Example 3: Comparing specific heat capacities
Question: Two blocks of metal, each with mass 2.0 kg, are heated using identical heaters for 5 minutes. Block A (aluminium) increases in temperature by 45 °C. Block B (copper) increases in temperature by 110 °C. Explain why the temperature changes are different even though the same energy is supplied to each block. [2 marks]
Solution:
The two metals have different specific heat capacities. [1 mark] Copper has a lower specific heat capacity than aluminium, so it requires less energy per kilogram per degree to change temperature, resulting in a larger temperature increase for the same energy input. [1 mark]
Mark scheme notes: "Explain" questions require reasoning, not just stating facts. You must link the difference in specific heat capacity to the effect observed.
Common mistakes and how to avoid them
Confusing the two equations — Remember: E = m × c × Δθ is for temperature changes; E = m × L is for state changes. If temperature is changing, use specific heat capacity. If the substance is changing state at constant temperature, use latent heat.
Using incorrect units — Always convert mass to kilograms and temperature to Celsius (or Kelvin). Energy will then be in joules. Check the units given in the question for specific heat capacity — they're usually J/(kg °C), not J/(g °C).
Forgetting temperature stays constant during state changes — Students often write that temperature increases throughout heating. During melting and boiling, temperature remains constant while energy is absorbed. This is a key characteristic of changes of state.
Mixing up fusion and vaporisation — Fusion relates to melting/freezing (solid ↔ liquid). Vaporisation relates to boiling/condensing (liquid ↔ gas). The specific latent heat of vaporisation is always much larger than fusion for the same substance.
Not showing working clearly in multi-step calculations — When a question involves melting ice then heating water, or cooling steam then condensing it, calculate each stage separately and clearly label E₁, E₂, etc. This helps you gain method marks even if you make a calculation error.
Ignoring the direction of energy transfer — When substances cool or condense, they release energy to surroundings. When substances warm or melt/boil, they absorb energy from surroundings. Use the context of the question to determine whether energy is gained or lost.
Exam technique for "Thermal properties: specific heat capacity and latent heat"
Command word awareness — "Calculate" requires numerical working and a final answer with units (usually 3-4 marks). "Explain" requires reasoning that links cause and effect (usually 2-3 marks). "Describe" requires stating what happens without necessarily explaining why (usually 2 marks).
Equation questions strategy — Write the equation in symbols first, then substitute values with units, then calculate.
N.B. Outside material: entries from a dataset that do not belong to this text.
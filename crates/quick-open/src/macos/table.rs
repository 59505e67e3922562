//! Data source, delegate and double-click target for the match list.
//!
//! The bridge owns the row views the presentation controller built for the
//! current matches, so AppKit can ask for rows at any time without reaching
//! back into the controller. User clicks are reported through a handler
//! closure installed by [`QuickOpenPalette`](super::QuickOpenPalette).

use std::cell::{Cell, RefCell};

use objc2::rc::Retained;
use objc2::runtime::AnyObject;
use objc2::{define_class, msg_send, DefinedClass, MainThreadOnly};
use objc2_app_kit::{
    NSControlTextEditingDelegate, NSTableColumn, NSTableView, NSTableViewDataSource,
    NSTableViewDelegate, NSView,
};
use objc2_foundation::{
    MainThreadMarker, NSInteger, NSNotification, NSObject, NSObjectProtocol,
};

// CGFloat is a type alias for f64 on 64-bit systems
type CGFloat = f64;

/// Called with `(row, click_count)` when the user clicks a row.
type ClickHandler = Box<dyn Fn(usize, u32)>;

/// Internal state for PaletteTableBridge
pub struct TableBridgeIvars {
    /// Row views for the current matches; `None` rows render empty
    rows: RefCell<Vec<Option<Retained<NSView>>>>,
    /// Fixed height of every row
    row_height: Cell<CGFloat>,
    /// Receives user clicks
    on_click: RefCell<Option<ClickHandler>>,
}

define_class!(
    // SAFETY: PaletteTableBridge follows Objective-C memory management rules
    // and is only accessed from the main thread
    #[unsafe(super = NSObject)]
    #[thread_kind = MainThreadOnly]
    #[ivars = TableBridgeIvars]
    #[name = "QuickOpenPaletteTableBridge"]
    pub struct PaletteTableBridge;

    // SAFETY: NSObjectProtocol is correctly implemented - we inherit from NSObject
    unsafe impl NSObjectProtocol for PaletteTableBridge {}

    // SAFETY: No text-editing callbacks are implemented; all are optional
    unsafe impl NSControlTextEditingDelegate for PaletteTableBridge {}

    // SAFETY: Method signatures match the NSTableViewDataSource protocol
    unsafe impl NSTableViewDataSource for PaletteTableBridge {
        #[unsafe(method(numberOfRowsInTableView:))]
        fn __number_of_rows(&self, _table_view: &NSTableView) -> NSInteger {
            self.ivars().rows.borrow().len() as NSInteger
        }
    }

    // SAFETY: Method signatures match the NSTableViewDelegate protocol
    unsafe impl NSTableViewDelegate for PaletteTableBridge {
        #[unsafe(method_id(tableView:viewForTableColumn:row:))]
        fn __view_for_row(
            &self,
            _table_view: &NSTableView,
            _column: Option<&NSTableColumn>,
            row: NSInteger,
        ) -> Option<Retained<NSView>> {
            let rows = self.ivars().rows.borrow();
            usize::try_from(row)
                .ok()
                .and_then(|row| rows.get(row))
                .and_then(|view| view.clone())
        }

        #[unsafe(method(tableView:heightOfRow:))]
        fn __height_of_row(&self, _table_view: &NSTableView, _row: NSInteger) -> CGFloat {
            self.ivars().row_height.get()
        }

        #[unsafe(method(tableView:shouldSelectRow:))]
        fn __should_select_row(&self, _table_view: &NSTableView, _row: NSInteger) -> bool {
            true
        }

        #[unsafe(method(tableViewSelectionDidChange:))]
        fn __selection_did_change(&self, notification: &NSNotification) {
            let Some(table) = notification.object() else {
                return;
            };
            let row: NSInteger = unsafe { msg_send![&*table, selectedRow] };
            self.report_click(row, 1);
        }
    }

    impl PaletteTableBridge {
        /// Double-click action sent by the table view.
        #[unsafe(method(rowDoubleClicked:))]
        fn __row_double_clicked(&self, sender: Option<&AnyObject>) {
            let Some(sender) = sender else {
                return;
            };
            let row: NSInteger = unsafe { msg_send![sender, clickedRow] };
            self.report_click(row, 2);
        }
    }
);

impl PaletteTableBridge {
    /// Creates a bridge with no rows.
    pub fn new(mtm: MainThreadMarker, row_height: CGFloat) -> Retained<Self> {
        let this = mtm.alloc::<Self>();
        let this = this.set_ivars(TableBridgeIvars {
            rows: RefCell::new(Vec::new()),
            row_height: Cell::new(row_height),
            on_click: RefCell::new(None),
        });
        unsafe { msg_send![super(this), init] }
    }

    /// Replaces the row views. The caller reloads the table afterwards.
    pub fn set_rows(&self, rows: Vec<Option<Retained<NSView>>>) {
        *self.ivars().rows.borrow_mut() = rows;
    }

    /// Installs the handler that receives user clicks.
    pub fn set_click_handler<F>(&self, handler: F)
    where
        F: Fn(usize, u32) + 'static,
    {
        *self.ivars().on_click.borrow_mut() = Some(Box::new(handler));
    }

    fn report_click(&self, row: NSInteger, click_count: u32) {
        // -1 means the click landed outside any row
        let Ok(row) = usize::try_from(row) else {
            return;
        };
        if let Some(handler) = self.ivars().on_click.borrow().as_ref() {
            handler(row, click_count);
        }
    }
}
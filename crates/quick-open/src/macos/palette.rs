//! The assembled palette a macOS host embeds.

use std::cell::RefCell;
use std::ptr::{self, NonNull};
use std::rc::{Rc, Weak};

use block2::RcBlock;
use objc2::rc::Retained;
use objc2::runtime::AnyObject;
use objc2_app_kit::{NSEvent, NSEventMask, NSView, NSWindow};
use objc2_foundation::MainThreadMarker;

use super::event::{is_key_down, key_event_from_ns_event};
use super::view::NativeView;
use super::window::{NativeWindow, PaletteNSWindow};
use crate::delegate::QuickOpenDelegate;
use crate::options::PaletteOptions;
use crate::presenter::Handled;
use crate::window::{try_with, QuickOpenWindowController};

type Controller<T, D> = QuickOpenWindowController<T, D, NativeWindow, NativeView>;

/// A quick-open palette backed by a native floating window.
///
/// Owns the window controller and routes AppKit input into it: key events
/// aimed at the palette window arrive through a local event monitor, and
/// row clicks through the table bridge.
///
/// AppKit calls back into the controller while it is already borrowed
/// (selecting a row programmatically fires the table's selection
/// notification, for one). Those nested calls are dropped rather than
/// allowed to panic.
pub struct QuickOpenPalette<T: 'static, D: 'static> {
    controller: Rc<RefCell<Controller<T, D>>>,
    monitor: Option<Retained<AnyObject>>,
}

impl<T, D> QuickOpenPalette<T, D>
where
    T: 'static,
    D: QuickOpenDelegate<T, Row = Retained<NSView>> + 'static,
{
    /// Builds the window and view tree and starts listening for key events.
    /// The palette starts hidden.
    pub fn new(mtm: MainThreadMarker, options: PaletteOptions, delegate: Option<D>) -> Self {
        let ns_window = PaletteNSWindow::new(mtm, &options);
        let window_number = ns_window.windowNumber();
        let host: Retained<NSWindow> = Retained::into_super(ns_window.clone());

        let view = NativeView::new(mtm, host, &options);
        let window = NativeWindow::new(mtm, ns_window);
        let controller = Rc::new(RefCell::new(QuickOpenWindowController::new(
            options,
            Some(window),
            view,
            delegate,
        )));

        let weak = Rc::downgrade(&controller);
        controller
            .borrow()
            .presenter()
            .view()
            .bridge()
            .set_click_handler(move |row, click_count| {
                with_controller(&weak, |controller| {
                    controller.handle_row_click(row, click_count)
                });
            });

        let monitor = install_key_monitor(Rc::downgrade(&controller), window_number);

        Self {
            controller,
            monitor,
        }
    }

    /// Shows the palette and brings the application forward.
    pub fn show(&self) {
        self.with(|controller| controller.show());
    }

    /// Shows the palette without activating the application.
    pub fn show_without_activation(&self) {
        self.with(|controller| controller.show_without_activation());
    }

    /// Hides the palette.
    pub fn close(&self) {
        self.with(|controller| controller.close());
    }

    /// Shows the palette if hidden, hides it if shown.
    pub fn toggle(&self) {
        self.with(|controller| controller.toggle());
    }

    /// Whether the palette window is on screen.
    ///
    /// `None` when asked from inside one of the palette's own callbacks
    /// (a delegate method, for one), where the answer is in flux.
    pub fn is_visible(&self) -> Option<bool> {
        self.with(|controller| controller.is_visible())
    }

    /// The shared window controller, for hosts that need the presenter or
    /// delegate directly.
    pub fn controller(&self) -> &Rc<RefCell<Controller<T, D>>> {
        &self.controller
    }

    fn with<R>(&self, f: impl FnOnce(&mut Controller<T, D>) -> R) -> Option<R> {
        let result = try_with(&*self.controller, f);
        if result.is_none() {
            tracing::warn!("palette called re-entrantly from its own callback, ignoring");
        }
        result
    }
}

impl<T: 'static, D: 'static> Drop for QuickOpenPalette<T, D> {
    fn drop(&mut self) {
        if let Some(monitor) = self.monitor.take() {
            // SAFETY: monitor was returned by addLocalMonitorForEventsMatchingMask
            unsafe { NSEvent::removeMonitor(&monitor) };
        }
    }
}

/// Runs `f` against the controller unless it is gone or already borrowed.
fn with_controller<T, D, R>(
    weak: &Weak<RefCell<Controller<T, D>>>,
    f: impl FnOnce(&mut Controller<T, D>) -> R,
) -> Option<R> {
    let controller = weak.upgrade()?;
    try_with(&*controller, f)
}

/// Routes key events for the palette window into the controller.
///
/// Returning null from the monitor swallows the event; returning it lets
/// AppKit deliver it to the search field as usual.
fn install_key_monitor<T, D>(
    weak: Weak<RefCell<Controller<T, D>>>,
    window_number: isize,
) -> Option<Retained<AnyObject>>
where
    T: 'static,
    D: QuickOpenDelegate<T, Row = Retained<NSView>> + 'static,
{
    let block = RcBlock::new(move |event: NonNull<NSEvent>| -> *mut NSEvent {
        // SAFETY: AppKit passes a valid event for the duration of the handler
        let ns_event = unsafe { event.as_ref() };
        if unsafe { ns_event.windowNumber() } != window_number {
            return event.as_ptr();
        }

        let key = key_event_from_ns_event(ns_event);
        if is_key_down(ns_event) {
            let handled = with_controller(&weak, |controller| controller.handle_key_down(&key));
            if matches!(handled, Some(Handled::Yes)) {
                return ptr::null_mut();
            }
        } else {
            with_controller(&weak, |controller| controller.handle_key_up(&key));
        }
        event.as_ptr()
    });

    // SAFETY: the block is 'static and only touches main-thread state; the
    // monitor is removed when the palette drops
    let monitor = unsafe {
        NSEvent::addLocalMonitorForEventsMatchingMask_handler(
            NSEventMask::KeyDown | NSEventMask::KeyUp,
            &block,
        )
    };
    if monitor.is_none() {
        tracing::error!("failed to install key event monitor; palette will not receive keys");
    }
    monitor
}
This structured approach gains method marks even if your final answer is incorrect. Always show Δθ = θ₂ − θ₁ explicitly when calculating temperature change.
Multi-stage calculations — Questions combining heating and state changes are common. Break the problem into clear stages: (1) heating to melting/boiling point, (2) changing state, (3) further heating. Calculate energy for each stage separately before finding the total.
Graph interpretation — Be prepared to identify melting and boiling points on heating curves, explain why plateaus occur, and relate gradient to specific heat capacity. Steeper gradients indicate lower specific heat capacity because temperature changes more rapidly for the same energy input.